Politisches System
Österreich ist eine demokratische Republik. Daher werden das Staatsoberhaupt (der Bundespräsident) und die Gesetzgebungsorgane vom Volk gewählt. Der Schutz der Menschenrechte hat in der österreichischen Verfassung eine lange Tradition und auch gegenwärtig einen hohen Stellenwert. Das Staatsgrundgesetz von 1867 ist noch heute Bestandteil der österreichischen Verfassung. Im Laufe der Zweiten Republik wurde durch die Ratifizierung verschiedener Menschenrechtskonventionen die Menschenrechtsstandards und –schutz laufend verbessert. Österreich ist an der Weiterentwicklung der Menschenrechte im Rahmen der internationalen Organisationen, insbesondere in der UNO und im Europarat massgeblich beteiligt. Österreich hat sich als Nicht-ständiges Mitglied im UN-Sicherheitsrat 2009/10 besonders für den Schutz von Zivilsten, Rechtsstaatlichkeit sowie Abrüstung und der Nichtverbreitung von Kernwaffen eingesetzt. Darüber hinaus hat sich Österreich um die Mitgliedschaft im Menschenrechtsrat der Vereinten Nationen 2011-2014 beworben, um sich besonders für die nachhaltige Umsetzung von Menschenrechten weltweit einzusetzen
Österreich ist ein Bundesstaat, dessen neun Gliedstaaten die Bundesländer Burgenland, Kärnten, Niederösterreich, Oberösterreich, Salzburg, Steiermark, Tirol, Vorarlberg und Wien sind. Wien ist zugleich Bundeshauptstadt. Die Gesetzgebung des Bundes wird von den beiden Kammern des Parlaments-dem Nationalrat und dem Bundesrat-ausgeübt, wobei letzterem die Vertretung der Interessen der Bundesländer obliegt. Die Gesetzgebung der Bundesländer wird von den Landtagen ausgeübt.

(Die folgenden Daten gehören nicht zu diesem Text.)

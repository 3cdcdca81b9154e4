//! Rich diagnostic error types for the ontc toolchain.
//!
//! Each subsystem defines its own error type with miette `#[diagnostic]` derives,
//! providing error codes and help text so users know exactly what went wrong
//! and how to fix it. The front-end errors (syntax, AST construction and
//! validation) live next to their modules; the runtime errors live here.

use miette::Diagnostic;
use thiserror::Error;

use crate::ast::error::{AstError, ValidationError};
use crate::syntax::error::SyntaxError;

/// Top-level error type for the ontc toolchain.
///
/// Each variant wraps a subsystem-specific error, preserving the full diagnostic
/// chain (error codes, help text, source spans) through to the user.
#[derive(Debug, Error, Diagnostic)]
pub enum OntcError {
    #[error(transparent)]
    #[diagnostic(transparent)]
    Syntax(#[from] SyntaxError),

    #[error(transparent)]
    #[diagnostic(transparent)]
    Ast(#[from] AstError),

    #[error(transparent)]
    #[diagnostic(transparent)]
    Validation(#[from] ValidationError),

    #[error(transparent)]
    #[diagnostic(transparent)]
    Ontology(#[from] OntologyError),

    #[error(transparent)]
    #[diagnostic(transparent)]
    Exec(#[from] ExecError),

    #[error(transparent)]
    #[diagnostic(transparent)]
    Config(#[from] ConfigError),
}

// ---------------------------------------------------------------------------
// Ontology errors
// ---------------------------------------------------------------------------

#[derive(Debug, Error, Diagnostic)]
pub enum OntologyError {
    #[error("unknown resource: {resource} is not registered in database {database}")]
    #[diagnostic(
        code(ontc::ontology::unknown_resource),
        help(
            "Facts may only reference resources that were added to the same database. \
             Register the resource with `Database::add_resource` first, or look it up \
             with `Database::find_resource`."
        )
    )]
    UnknownResource { resource: String, database: u64 },

    #[error("fact belongs to database {origin}, cannot be added to database {target}")]
    #[diagnostic(
        code(ontc::ontology::foreign_fact),
        help(
            "A fact is bound to the database that created it. \
             Build the fact with `create_fact` on the database you want to store it in."
        )
    )]
    ForeignFact { origin: u64, target: u64 },

    #[error("no query goal: {reason}")]
    #[diagnostic(
        code(ontc::ontology::invalid_query),
        help(
            "A triple query fixes exactly one of subject or object. \
             Pass `Some` for the anchor and `None` for the position you want returned."
        )
    )]
    InvalidQuery { reason: String },

    #[error("malformed fact: predicate \"{predicate}\" has {arity} argument(s), expected at least 2")]
    #[diagnostic(
        code(ontc::ontology::malformed_fact),
        severity(Warning),
        help(
            "Triple queries only consider binary facts. \
             This fact was skipped; add a second argument if it is meant to take part in queries."
        )
    )]
    MalformedFact { predicate: String, arity: usize },
}

/// Convenience alias for ontology operations.
pub type OntologyResult<T> = std::result::Result<T, OntologyError>;

// ---------------------------------------------------------------------------
// Execution errors
// ---------------------------------------------------------------------------

#[derive(Debug, Error, Diagnostic)]
pub enum ExecError {
    #[error("missing entry point: no function named \"{name}\"")]
    #[diagnostic(
        code(ontc::exec::entry_point_missing),
        help("Define the entry point, e.g. `fn {name}() {{ println(\"hello\"); }}`.")
    )]
    EntryPointMissing { name: String },

    #[error("cyclic predecessor chain: {chain}")]
    #[diagnostic(
        code(ontc::exec::cyclic_dependency),
        help(
            "Functions linked through `isPreceededBy` form a loop. \
             Remove one of the triple facts so the chain terminates."
        )
    )]
    CyclicDependency { chain: String },

    #[error("call depth {depth} exceeds the configured limit of {limit}")]
    #[diagnostic(
        code(ontc::exec::depth_exceeded),
        help("Shorten the predecessor chain or raise `max_call_depth` in the configuration.")
    )]
    DepthExceeded { depth: usize, limit: usize },

    #[error("failed to write program output: {source}")]
    #[diagnostic(
        code(ontc::exec::output),
        help("The output stream was closed or is not writable.")
    )]
    Output {
        #[source]
        source: std::io::Error,
    },
}

/// Convenience alias for execution operations.
pub type ExecResult<T> = std::result::Result<T, ExecError>;

// ---------------------------------------------------------------------------
// Configuration errors
// ---------------------------------------------------------------------------

#[derive(Debug, Error, Diagnostic)]
pub enum ConfigError {
    #[error("failed to read config at {path}: {source}")]
    #[diagnostic(
        code(ontc::config::read),
        help("Check that the file exists and is readable.")
    )]
    Read {
        path: String,
        #[source]
        source: std::io::Error,
    },

    #[error("failed to parse config at {path}: {message}")]
    #[diagnostic(
        code(ontc::config::parse),
        help("The config file is not valid TOML. Compare it with the output of `Config::default()`.")
    )]
    Parse { path: String, message: String },

    #[error("failed to write config at {path}: {source}")]
    #[diagnostic(
        code(ontc::config::write),
        help("Ensure you have write permissions to the config directory.")
    )]
    Write {
        path: String,
        #[source]
        source: std::io::Error,
    },

    #[error("no config directory: neither XDG_CONFIG_HOME nor HOME is set")]
    #[diagnostic(
        code(ontc::config::no_home),
        help("Set the HOME environment variable or pass `--config <path>` explicitly.")
    )]
    NoConfigDir,
}

/// Convenience alias for configuration operations.
pub type ConfigResult<T> = std::result::Result<T, ConfigError>;

/// Convenience alias for top-level operations.
pub type OntcResult<T> = std::result::Result<T, OntcError>;
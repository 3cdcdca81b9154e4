//! Export types for serializing knowledge-base state.
//!
//! These types provide human-readable, name-resolved representations of
//! resources and facts suitable for JSON export.

use serde::{Deserialize, Serialize};

/// Exported resource with its insertion position.
#[derive(Debug, Clone, PartialEq, Eq, Serialize, Deserialize)]
pub struct ResourceExport {
    /// Position in the database's insertion order.
    pub index: usize,
    /// Resource name.
    pub name: String,
}

/// Exported fact with names resolved for every position.
#[derive(Debug, Clone, PartialEq, Eq, Serialize, Deserialize)]
pub struct FactExport {
    /// Index of the predicate resource.
    pub predicate_index: usize,
    /// Predicate name.
    pub predicate: String,
    /// Argument names, in order.
    pub arguments: Vec<String>,
}

/// Snapshot of a whole database.
#[derive(Debug, Clone, PartialEq, Eq, Serialize, Deserialize)]
pub struct KnowledgeExport {
    /// Database identifier.
    pub database: u64,
    pub resources: Vec<ResourceExport>,
    pub facts: Vec<FactExport>,
}
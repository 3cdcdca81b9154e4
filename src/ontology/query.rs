//! Fact membership checks and triple-pattern queries.

use std::slice;

use super::{Database, Fact, ResourceId};
use crate::error::{OntologyError, OntologyResult};

/// Which end of a binary fact a triple query is anchored on.
#[derive(Debug, Clone, Copy, PartialEq, Eq)]
enum Anchor {
    Subject(ResourceId),
    Object(ResourceId),
}

impl Database {
    /// Whether a stored fact has the same predicate and the same arguments
    /// in the same order as `fact`.
    pub fn check_fact(&self, fact: &Fact) -> bool {
        self.facts().iter().any(|stored| stored.matches(fact))
    }

    /// Project a binary relation.
    ///
    /// Exactly one of `subject` and `object` must be given. With a subject,
    /// yields the second argument of every `relation(subject, _)` fact; with
    /// an object, yields the first argument of every `relation(_, object)`
    /// fact. Results follow fact insertion order.
    pub fn query_triple(
        &self,
        relation: ResourceId,
        subject: Option<ResourceId>,
        object: Option<ResourceId>,
    ) -> OntologyResult<TripleMatches<'_>> {
        let anchor = match (subject, object) {
            (Some(s), None) => Anchor::Subject(s),
            (None, Some(o)) => Anchor::Object(o),
            (Some(_), Some(_)) => {
                return Err(OntologyError::InvalidQuery {
                    reason: "both subject and object are fixed".into(),
                });
            }
            (None, None) => {
                return Err(OntologyError::InvalidQuery {
                    reason: "neither subject nor object is fixed".into(),
                });
            }
        };
        Ok(TripleMatches {
            db: self,
            facts: self.facts().iter(),
            relation,
            anchor,
        })
    }
}

/// Lazy iterator over the results of [`Database::query_triple`].
pub struct TripleMatches<'a> {
    db: &'a Database,
    facts: slice::Iter<'a, Fact>,
    relation: ResourceId,
    anchor: Anchor,
}

impl Iterator for TripleMatches<'_> {
    type Item = ResourceId;

    fn next(&mut self) -> Option<ResourceId> {
        for fact in self.facts.by_ref() {
            if fact.predicate() != self.relation {
                continue;
            }
            let [first, second, ..] = fact.arguments() else {
                let err = OntologyError::MalformedFact {
                    predicate: self.db.name_of(fact.predicate()).unwrap_or("?").to_string(),
                    arity: fact.arity(),
                };
                tracing::warn!(error = %err, "skipping fact in triple query");
                continue;
            };
            match self.anchor {
                Anchor::Subject(s) if *first == s => return Some(*second),
                Anchor::Object(o) if *second == o => return Some(*first),
                _ => {}
            }
        }
        None
    }
}
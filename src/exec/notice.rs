//! Recoverable diagnostics collected during a run.
//!
//! A [`Notice`] records a problem that was handled locally (a skipped fact,
//! an ignored call) so execution could continue. Each carries the layer
//! that raised it, printed as a one-letter prefix.

use std::fmt;

use serde::{Deserialize, Serialize};

/// Toolchain layer a notice originates from.
#[derive(Debug, Clone, Copy, PartialEq, Eq, Hash, Serialize, Deserialize)]
pub enum Layer {
    Lexical,
    Syntax,
    Ast,
    Ontology,
    Execution,
}

impl Layer {
    pub fn tag(self) -> &'static str {
        match self {
            Self::Lexical => "[L]",
            Self::Syntax => "[P]",
            Self::Ast => "[A]",
            Self::Ontology => "[O]",
            Self::Execution => "[E]",
        }
    }
}

/// What went wrong, without the message text.
#[derive(Debug, Clone, Copy, PartialEq, Eq, Hash, Serialize, Deserialize)]
pub enum NoticeKind {
    /// A triple fact names a relation or subject that is not a resource.
    UnknownSentencePart,
    /// A triple fact's object is not a resource; the fact was stored without it.
    UnresolvedObject,
    /// The knowledge base rejected an operation.
    RejectedByStore,
    /// A predecessor resource has no function definition.
    MissingPredecessor,
    /// A call to something that is not a builtin.
    UnknownFunction,
    /// A builtin called with the wrong number or type of arguments.
    ArgumentMismatch,
}

#[derive(Debug, Clone, PartialEq, Eq, Serialize, Deserialize)]
pub struct Notice {
    pub layer: Layer,
    pub kind: NoticeKind,
    pub message: String,
}

impl Notice {
    pub fn new(layer: Layer, kind: NoticeKind, message: impl Into<String>) -> Self {
        Self {
            layer,
            kind,
            message: message.into(),
        }
    }
}

impl fmt::Display for Notice {
    fn fmt(&self, f: &mut fmt::Formatter<'_>) -> fmt::Result {
        write!(f, "{} {}", self.layer.tag(), self.message)
    }
}

#[cfg(test)]
mod tests {
    use super::*;

    #[test]
    fn display_prefixes_layer_tag() {
        let notice = Notice::new(Layer::Execution, NoticeKind::UnknownFunction, "unknown function `f`");
        assert_eq!(notice.to_string(), "[E] unknown function `f`");
        assert_eq!(Layer::Ontology.tag(), "[O]");
        assert_eq!(Layer::Syntax.tag(), "[P]");
    }
}
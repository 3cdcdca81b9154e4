//! Abstract syntax tree for OXPL programs.
//!
//! Every node is a variant of [`Node`] with explicitly named child slots.
//! Variable-length lists (translation-unit items, block statements, call
//! arguments) are plain `Vec`s, so a tree is finite and acyclic by
//! construction and each node is owned by exactly one parent slot.
//!
//! Nodes are created through the builder functions in [`build`], which check
//! the shape contract of each kind before linking children.

pub mod build;
pub mod error;
pub mod render;
pub mod validate;

use std::fmt;

use serde::{Deserialize, Serialize};

/// Binary operators, including assignment.
#[derive(Debug, Clone, Copy, PartialEq, Eq, Hash, Serialize, Deserialize)]
pub enum BinaryOp {
    Add,
    Sub,
    Mul,
    Div,
    Rem,
    Assign,
    BitAnd,
    BitOr,
    BitXor,
    Lt,
    Gt,
    Eq,
    Ne,
    And,
    Or,
    Le,
    Ge,
    Shl,
    Shr,
}

impl BinaryOp {
    /// Map a single-character operator token.
    pub fn from_char(op: char) -> Option<Self> {
        Some(match op {
            '+' => Self::Add,
            '-' => Self::Sub,
            '*' => Self::Mul,
            '/' => Self::Div,
            '%' => Self::Rem,
            '=' => Self::Assign,
            '&' => Self::BitAnd,
            '|' => Self::BitOr,
            '^' => Self::BitXor,
            '<' => Self::Lt,
            '>' => Self::Gt,
            _ => return None,
        })
    }

    /// Map a multi-character operator token.
    pub fn from_multi_char(op: &str) -> Option<Self> {
        Some(match op {
            "==" => Self::Eq,
            "!=" => Self::Ne,
            "&&" => Self::And,
            "||" => Self::Or,
            "<=" => Self::Le,
            ">=" => Self::Ge,
            "<<" => Self::Shl,
            ">>" => Self::Shr,
            _ => return None,
        })
    }

    /// The operator as written in source.
    pub fn symbol(self) -> &'static str {
        match self {
            Self::Add => "+",
            Self::Sub => "-",
            Self::Mul => "*",
            Self::Div => "/",
            Self::Rem => "%",
            Self::Assign => "=",
            Self::BitAnd => "&",
            Self::BitOr => "|",
            Self::BitXor => "^",
            Self::Lt => "<",
            Self::Gt => ">",
            Self::Eq => "==",
            Self::Ne => "!=",
            Self::And => "&&",
            Self::Or => "||",
            Self::Le => "<=",
            Self::Ge => ">=",
            Self::Shl => "<<",
            Self::Shr => ">>",
        }
    }
}

/// Unary operators. Increments and decrements remember their affix.
#[derive(Debug, Clone, Copy, PartialEq, Eq, Hash, Serialize, Deserialize)]
pub enum UnaryOp {
    PreIncrement,
    PreDecrement,
    PostIncrement,
    PostDecrement,
    Negate,
    Plus,
}

impl UnaryOp {
    pub fn symbol(self) -> &'static str {
        match self {
            Self::PreIncrement | Self::PostIncrement => "++",
            Self::PreDecrement | Self::PostDecrement => "--",
            Self::Negate => "-",
            Self::Plus => "+",
        }
    }

    pub fn is_postfix(self) -> bool {
        matches!(self, Self::PostIncrement | Self::PostDecrement)
    }
}

/// Whether a unary operator is written before or after its operand.
#[derive(Debug, Clone, Copy, PartialEq, Eq)]
pub enum Affix {
    Prefix,
    Postfix,
}

impl Affix {
    pub fn as_str(self) -> &'static str {
        match self {
            Self::Prefix => "prefix",
            Self::Postfix => "postfix",
        }
    }
}

/// Payload-free tag of a node, used in diagnostics and kind checks.
#[derive(Debug, Clone, Copy, PartialEq, Eq, Hash, Serialize, Deserialize)]
pub enum NodeKind {
    TranslationUnit,
    Int,
    Float,
    Str,
    Scope,
    Address,
    Call,
    Unary(UnaryOp),
    Binary(BinaryOp),
    Signature,
    VarSignature,
    Function,
    Fact,
    TripleFact,
    Conditional,
    Ternary,
    Return,
    Break,
    Continue,
    While,
    For,
    VarDecl,
    Class,
    ClassSpec,
    Sequence,
    Compound,
}

impl NodeKind {
    /// Short lowercase label used by the renderers.
    pub fn label(self) -> &'static str {
        match self {
            Self::TranslationUnit => "transunit",
            Self::Int => "int",
            Self::Float => "float",
            Self::Str => "str",
            Self::Scope => "scope",
            Self::Address => "addr",
            Self::Call => "call",
            Self::Unary(_) => "unop",
            Self::Binary(BinaryOp::Assign) => "assign",
            Self::Binary(_) => "binop",
            Self::Signature => "sig",
            Self::VarSignature => "sigvar",
            Self::Function => "func",
            Self::Fact => "fact",
            Self::TripleFact => "tfact",
            Self::Conditional => "cond",
            Self::Ternary => "ternary",
            Self::Return => "return",
            Self::Break => "break",
            Self::Continue => "continue",
            Self::While => "while",
            Self::For => "for",
            Self::VarDecl => "vardecl",
            Self::Class => "class",
            Self::ClassSpec => "classspec",
            Self::Sequence => "seq",
            Self::Compound => "compound",
        }
    }
}

impl fmt::Display for NodeKind {
    fn fmt(&self, f: &mut fmt::Formatter<'_>) -> fmt::Result {
        match self {
            Self::Unary(op) => write!(f, "unop({})", op.symbol()),
            Self::Binary(BinaryOp::Assign) => f.write_str("assign"),
            Self::Binary(op) => write!(f, "binop({})", op.symbol()),
            other => f.write_str(other.label()),
        }
    }
}

/// A node of the OXPL abstract syntax tree.
#[derive(Debug, Clone, PartialEq, Serialize, Deserialize)]
pub enum Node {
    // ── Leaves ──────────────────────────────────────────────────────────
    Int(i64),
    Float(f64),
    Str(String),

    // ── Names and expressions ───────────────────────────────────────────
    /// A `::`-separated identifier path, at least one segment long.
    Scope {
        segments: Vec<String>,
    },
    /// A scope with an optional `.param` suffix.
    Address {
        scope: Box<Node>,
        param: Option<String>,
    },
    Call {
        callee: Box<Node>,
        args: Vec<Node>,
    },
    Unary {
        op: UnaryOp,
        operand: Box<Node>,
    },
    Binary {
        op: BinaryOp,
        lhs: Box<Node>,
        rhs: Box<Node>,
    },
    // ── Declarations ────────────────────────────────────────────────────
    /// Function signature. The name is checked by validation, not by the builder.
    Signature {
        name: Box<Node>,
    },
    VarSignature {
        name: String,
        ty: Option<Box<Node>>,
    },
    Function {
        signature: Box<Node>,
        body: Option<Box<Node>>,
    },
    /// First-order fact `relation(args...)`.
    Fact {
        relation: Box<Node>,
        args: Vec<Node>,
    },
    /// Triple fact `subject relation object?`.
    TripleFact {
        relation: Box<Node>,
        subject: Box<Node>,
        object: Option<Box<Node>>,
    },
    // ── Statements ──────────────────────────────────────────────────────
    Conditional {
        condition: Box<Node>,
        then_branch: Box<Node>,
        else_branch: Option<Box<Node>>,
    },
    Ternary {
        condition: Box<Node>,
        then_value: Box<Node>,
        else_value: Box<Node>,
    },
    Return {
        value: Option<Box<Node>>,
    },
    Break,
    Continue,
    While {
        condition: Box<Node>,
        body: Option<Box<Node>>,
    },
    For {
        binding: String,
        iterable: Box<Node>,
        body: Option<Box<Node>>,
    },
    VarDecl {
        signature: Box<Node>,
        value: Option<Box<Node>>,
    },
    Class {
        name: String,
        spec: Box<Node>,
    },
    // ── Lists ───────────────────────────────────────────────────────────
    TranslationUnit {
        items: Vec<Node>,
    },
    ClassSpec {
        items: Vec<Node>,
    },
    Sequence {
        items: Vec<Node>,
    },
    Compound {
        items: Vec<Node>,
    },
}

impl Node {
    pub fn kind(&self) -> NodeKind {
        match self {
            Self::TranslationUnit { .. } => NodeKind::TranslationUnit,
            Self::Int(_) => NodeKind::Int,
            Self::Float(_) => NodeKind::Float,
            Self::Str(_) => NodeKind::Str,
            Self::Scope { .. } => NodeKind::Scope,
            Self::Address { .. } => NodeKind::Address,
            Self::Call { .. } => NodeKind::Call,
            Self::Unary { op, .. } => NodeKind::Unary(*op),
            Self::Binary { op, .. } => NodeKind::Binary(*op),
            Self::Signature { .. } => NodeKind::Signature,
            Self::VarSignature { .. } => NodeKind::VarSignature,
            Self::Function { .. } => NodeKind::Function,
            Self::Fact { .. } => NodeKind::Fact,
            Self::TripleFact { .. } => NodeKind::TripleFact,
            Self::Conditional { .. } => NodeKind::Conditional,
            Self::Ternary { .. } => NodeKind::Ternary,
            Self::Return { .. } => NodeKind::Return,
            Self::Break => NodeKind::Break,
            Self::Continue => NodeKind::Continue,
            Self::While { .. } => NodeKind::While,
            Self::For { .. } => NodeKind::For,
            Self::VarDecl { .. } => NodeKind::VarDecl,
            Self::Class { .. } => NodeKind::Class,
            Self::ClassSpec { .. } => NodeKind::ClassSpec,
            Self::Sequence { .. } => NodeKind::Sequence,
            Self::Compound { .. } => NodeKind::Compound,
        }
    }

    /// Child slots in declaration order, including empty optional slots.
    ///
    /// Fixed-arity kinds always report the same number of slots: a function
    /// has two (signature, body), a triple fact three (relation, subject,
    /// object). List kinds report one filled slot per element.
    pub fn slots(&self) -> Vec<Option<&Node>> {
        match self {
            Self::Int(_) | Self::Float(_) | Self::Str(_) | Self::Scope { .. } => Vec::new(),
            Self::Break | Self::Continue => Vec::new(),
            Self::TranslationUnit { items }
            | Self::ClassSpec { items }
            | Self::Sequence { items }
            | Self::Compound { items } => items.iter().map(Some).collect(),
            Self::Address { scope, .. } => vec![Some(&**scope)],
            Self::Call { callee, args } => std::iter::once(Some(&**callee))
                .chain(args.iter().map(Some))
                .collect(),
            Self::Unary { operand, .. } => vec![Some(&**operand)],
            Self::Binary { lhs, rhs, .. } => vec![Some(&**lhs), Some(&**rhs)],
            Self::Signature { name } => vec![Some(&**name)],
            Self::VarSignature { ty, .. } => vec![ty.as_deref()],
            Self::Function { signature, body } => vec![Some(&**signature), body.as_deref()],
            Self::Fact { relation, args } => std::iter::once(Some(&**relation))
                .chain(args.iter().map(Some))
                .collect(),
            Self::TripleFact {
                relation,
                subject,
                object,
            } => vec![Some(&**relation), Some(&**subject), object.as_deref()],
            Self::Conditional {
                condition,
                then_branch,
                else_branch,
            } => vec![Some(&**condition), Some(&**then_branch), else_branch.as_deref()],
            Self::Ternary {
                condition,
                then_value,
                else_value,
            } => vec![Some(&**condition), Some(&**then_value), Some(&**else_value)],
            Self::Return { value } => vec![value.as_deref()],
            Self::While { condition, body } => vec![Some(&**condition), body.as_deref()],
            Self::For { iterable, body, .. } => vec![Some(&**iterable), body.as_deref()],
            Self::VarDecl { signature, value } => vec![Some(&**signature), value.as_deref()],
            Self::Class { spec, .. } => vec![Some(&**spec)],
        }
    }

    /// Present children in slot order.
    pub fn children(&self) -> impl Iterator<Item = &Node> {
        self.slots().into_iter().flatten()
    }

    /// Pre-order traversal starting at (and including) this node.
    pub fn walk(&self) -> Walk<'_> {
        Walk { stack: vec![self] }
    }

    /// Number of nodes in this subtree, including the root.
    pub fn node_count(&self) -> usize {
        self.walk().count()
    }

    /// Statement or item list of a list-bearing node.
    pub fn items(&self) -> Option<&[Node]> {
        match self {
            Self::TranslationUnit { items }
            | Self::ClassSpec { items }
            | Self::Sequence { items }
            | Self::Compound { items } => Some(items),
            _ => None,
        }
    }

    pub fn as_str(&self) -> Option<&str> {
        match self {
            Self::Str(s) => Some(s),
            _ => None,
        }
    }

    /// Identifier text of a name-like node.
    ///
    /// Scopes join their segments with `::`, addresses resolve through their
    /// scope, strings are returned as-is.
    pub fn identifier(&self) -> Option<String> {
        match self {
            Self::Str(s) => Some(s.clone()),
            Self::Scope { segments } => Some(segments.join("::")),
            Self::Address { scope, .. } => scope.identifier(),
            Self::Signature { name } => name.as_str().map(str::to_string),
            _ => None,
        }
    }

    /// Name of a function definition, if its signature is well-formed.
    pub fn function_name(&self) -> Option<&str> {
        match self {
            Self::Function { signature, .. } => match signature.as_ref() {
                Self::Signature { name } => name.as_str(),
                _ => None,
            },
            _ => None,
        }
    }

    /// Body statements of a function definition; empty when the body is none.
    pub fn function_body(&self) -> &[Node] {
        match self {
            Self::Function {
                body: Some(body), ..
            } => body.items().unwrap_or(&[]),
            _ => &[],
        }
    }
}

/// Pre-order iterator over a subtree. See [`Node::walk`].
pub struct Walk<'a> {
    stack: Vec<&'a Node>,
}

impl<'a> Iterator for Walk<'a> {
    type Item = &'a Node;

    fn next(&mut self) -> Option<Self::Item> {
        let node = self.stack.pop()?;
        let children: Vec<&'a Node> = node.slots().into_iter().flatten().collect();
        self.stack.extend(children.into_iter().rev());
        Some(node)
    }
}
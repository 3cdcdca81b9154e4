//! Program-level validation of a parsed AST.

use super::error::{ValidationError, ValidationResult};
use super::Node;

/// Check that a parsed program can be executed.
///
/// Rules, in order: the program must not be empty, its root must be a
/// translation unit, every top-level function must be named by a plain
/// identifier, and a function called `entry_point` must exist.
pub fn validate_program(root: Option<&Node>, entry_point: &str) -> ValidationResult<()> {
    let root = root.ok_or(ValidationError::EmptyProgram)?;
    let Node::TranslationUnit { items } = root else {
        return Err(ValidationError::NotTranslationUnit { actual: root.kind() });
    };

    for (index, item) in items.iter().enumerate() {
        if let Node::Function { signature, .. } = item {
            let name_kind = match signature.as_ref() {
                Node::Signature { name } => name.kind(),
                other => other.kind(),
            };
            if item.function_name().is_none() {
                return Err(ValidationError::InvalidSignature {
                    index,
                    actual: name_kind,
                });
            }
        }
    }

    if find_function(root, entry_point).is_none() {
        return Err(ValidationError::EntryPointMissing {
            name: entry_point.to_string(),
        });
    }
    Ok(())
}

/// First top-level function definition named `name`.
pub fn find_function<'a>(root: &'a Node, name: &str) -> Option<&'a Node> {
    root.items()?
        .iter()
        .find(|item| item.function_name() == Some(name))
}

/// All top-level function definitions in source order.
pub fn functions(root: &Node) -> impl Iterator<Item = &Node> {
    root.items()
        .unwrap_or(&[])
        .iter()
        .filter(|item| matches!(item, Node::Function { .. }))
}

#[cfg(test)]
mod tests {
    use super::*;
    use crate::ast::build::*;
    use crate::ast::NodeKind;

    fn func(name: Node) -> Node {
        new_function(new_signature(name), None).unwrap()
    }

    #[test]
    fn empty_program_is_rejected() {
        assert!(matches!(
            validate_program(None, "main"),
            Err(ValidationError::EmptyProgram)
        ));
    }

    #[test]
    fn root_must_be_translation_unit() {
        let root = new_int(1);
        assert!(matches!(
            validate_program(Some(&root), "main"),
            Err(ValidationError::NotTranslationUnit {
                actual: NodeKind::Int
            })
        ));
    }

    #[test]
    fn malformed_signature_reported_before_missing_main() {
        let root = new_translation_unit(vec![func(new_str("helper")), func(new_int(7))]);
        assert!(matches!(
            validate_program(Some(&root), "main"),
            Err(ValidationError::InvalidSignature {
                index: 1,
                actual: NodeKind::Int
            })
        ));
    }

    #[test]
    fn missing_entry_point() {
        let root = new_translation_unit(vec![func(new_str("helper"))]);
        let err = validate_program(Some(&root), "main").unwrap_err();
        assert_eq!(err.to_string(), "missing main function");
    }

    #[test]
    fn custom_entry_point() {
        let root = new_translation_unit(vec![func(new_str("start"))]);
        assert!(validate_program(Some(&root), "start").is_ok());
        assert!(validate_program(Some(&root), "main").is_err());
    }

    #[test]
    fn find_function_returns_first_match() {
        let first = new_function(
            new_signature(new_str("dup")),
            Some({
                let mut b = new_compound(vec![new_int(1)]);
                convert_compound_to_sequence(&mut b).unwrap();
                b
            }),
        )
        .unwrap();
        let root = new_translation_unit(vec![first.clone(), func(new_str("dup"))]);
        assert_eq!(find_function(&root, "dup"), Some(&first));
        assert_eq!(find_function(&root, "nope"), None);
        assert_eq!(functions(&root).count(), 2);
    }
}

Die 183 Abgeordneten des Nationalrats werden alle vier Jahre vom Bundesvolk, die Mitglieder der Landtage von der Bevölkerung des jeweiligen Bundeslandes gewählt. Die Mitglieder des Bundesrates werden von den Landtagen entsandt. Die Gesetzgebungsprozesse im Rahmen der Mitgliedschaft in der Europäischen Union haben wesentlichen Einfluss auf die nationale Gesetzbebung. So ist Österreich verpflichtet, EU Rechtsakte direkt anzuwenden bzw. durch nationale Gesetzgebung entsprechend umzusetzen. Die Fachminister sind in den jeweiligen Ministerräten vertreten und so am Entscheidungsprozess beteiligt.
Die oberen Organe der Vollziehung des Bundes sind neben dem Bundespräsidenten die Mitglieder der Bundesregierung, deren Vorsitzender der Bundeskanzler ist. Oberstes Organ der Vollziehung der Länder sind die Landesregierungen, an deren Spitze ein Landeshauptmann steht.